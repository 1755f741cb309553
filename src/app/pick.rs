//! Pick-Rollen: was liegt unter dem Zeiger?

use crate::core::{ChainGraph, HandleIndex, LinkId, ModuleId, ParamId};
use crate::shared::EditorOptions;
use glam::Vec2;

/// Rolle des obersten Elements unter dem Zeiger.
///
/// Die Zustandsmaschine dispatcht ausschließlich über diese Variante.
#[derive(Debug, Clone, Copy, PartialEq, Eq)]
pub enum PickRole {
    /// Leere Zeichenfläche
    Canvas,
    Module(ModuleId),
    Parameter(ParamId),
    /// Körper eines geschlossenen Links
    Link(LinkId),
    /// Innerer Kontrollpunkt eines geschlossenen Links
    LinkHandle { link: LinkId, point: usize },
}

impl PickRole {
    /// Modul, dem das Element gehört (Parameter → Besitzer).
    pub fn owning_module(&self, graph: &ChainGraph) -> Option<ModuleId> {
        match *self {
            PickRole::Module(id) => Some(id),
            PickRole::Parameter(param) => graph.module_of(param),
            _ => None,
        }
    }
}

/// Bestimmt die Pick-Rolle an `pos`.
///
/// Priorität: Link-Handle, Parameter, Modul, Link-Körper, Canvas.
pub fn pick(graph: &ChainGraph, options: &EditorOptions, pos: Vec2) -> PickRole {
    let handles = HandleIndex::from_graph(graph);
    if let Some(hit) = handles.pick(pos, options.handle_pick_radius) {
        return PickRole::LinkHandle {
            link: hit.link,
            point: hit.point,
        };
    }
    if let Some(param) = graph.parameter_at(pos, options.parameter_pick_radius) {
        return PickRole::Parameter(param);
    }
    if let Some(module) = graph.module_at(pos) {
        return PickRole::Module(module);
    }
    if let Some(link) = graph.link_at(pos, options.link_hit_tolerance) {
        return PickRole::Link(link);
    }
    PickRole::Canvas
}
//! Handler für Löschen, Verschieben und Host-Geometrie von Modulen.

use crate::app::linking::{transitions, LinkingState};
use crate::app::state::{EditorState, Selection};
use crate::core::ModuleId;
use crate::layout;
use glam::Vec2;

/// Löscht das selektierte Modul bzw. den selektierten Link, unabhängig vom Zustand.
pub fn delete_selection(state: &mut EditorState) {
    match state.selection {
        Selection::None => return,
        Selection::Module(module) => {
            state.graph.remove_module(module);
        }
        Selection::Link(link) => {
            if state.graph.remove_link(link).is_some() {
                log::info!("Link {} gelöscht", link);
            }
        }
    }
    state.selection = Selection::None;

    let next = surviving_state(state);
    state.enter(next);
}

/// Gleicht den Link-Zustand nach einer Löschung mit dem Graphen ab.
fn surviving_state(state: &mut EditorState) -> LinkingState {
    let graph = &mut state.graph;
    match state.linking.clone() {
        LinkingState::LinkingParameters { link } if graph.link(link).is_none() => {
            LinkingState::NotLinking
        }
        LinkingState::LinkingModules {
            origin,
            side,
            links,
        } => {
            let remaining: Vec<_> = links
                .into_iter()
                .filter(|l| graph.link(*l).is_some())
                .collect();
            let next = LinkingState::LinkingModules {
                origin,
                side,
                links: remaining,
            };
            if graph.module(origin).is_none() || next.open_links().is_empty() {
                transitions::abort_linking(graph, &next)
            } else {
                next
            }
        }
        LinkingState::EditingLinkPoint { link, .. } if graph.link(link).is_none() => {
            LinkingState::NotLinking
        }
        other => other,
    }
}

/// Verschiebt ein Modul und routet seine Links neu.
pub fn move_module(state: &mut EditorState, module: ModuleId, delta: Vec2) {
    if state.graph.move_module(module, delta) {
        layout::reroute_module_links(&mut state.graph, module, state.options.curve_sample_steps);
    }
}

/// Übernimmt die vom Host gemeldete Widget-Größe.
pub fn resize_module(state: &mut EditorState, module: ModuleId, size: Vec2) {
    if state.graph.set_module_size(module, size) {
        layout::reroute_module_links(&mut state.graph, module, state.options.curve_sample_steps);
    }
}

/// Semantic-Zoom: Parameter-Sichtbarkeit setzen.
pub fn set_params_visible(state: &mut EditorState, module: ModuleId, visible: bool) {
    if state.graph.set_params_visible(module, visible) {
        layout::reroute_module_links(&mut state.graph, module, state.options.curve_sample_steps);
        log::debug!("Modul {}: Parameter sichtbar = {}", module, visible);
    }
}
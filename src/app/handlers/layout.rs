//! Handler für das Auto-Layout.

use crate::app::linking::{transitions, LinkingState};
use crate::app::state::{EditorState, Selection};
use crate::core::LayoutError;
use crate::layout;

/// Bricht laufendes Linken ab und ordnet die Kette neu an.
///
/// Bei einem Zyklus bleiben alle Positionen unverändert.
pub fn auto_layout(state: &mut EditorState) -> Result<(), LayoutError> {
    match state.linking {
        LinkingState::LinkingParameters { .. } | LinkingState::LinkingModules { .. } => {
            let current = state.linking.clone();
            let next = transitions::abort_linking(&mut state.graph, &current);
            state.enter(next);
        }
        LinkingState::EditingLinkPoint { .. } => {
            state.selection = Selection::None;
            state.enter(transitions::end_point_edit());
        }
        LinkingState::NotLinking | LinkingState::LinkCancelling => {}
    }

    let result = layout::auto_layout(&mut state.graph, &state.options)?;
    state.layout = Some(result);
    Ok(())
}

---

Your answer should be a single number, namely how many lines of the data above hold "PickRole".

SOLUTION TO THIS PROBLEM: 10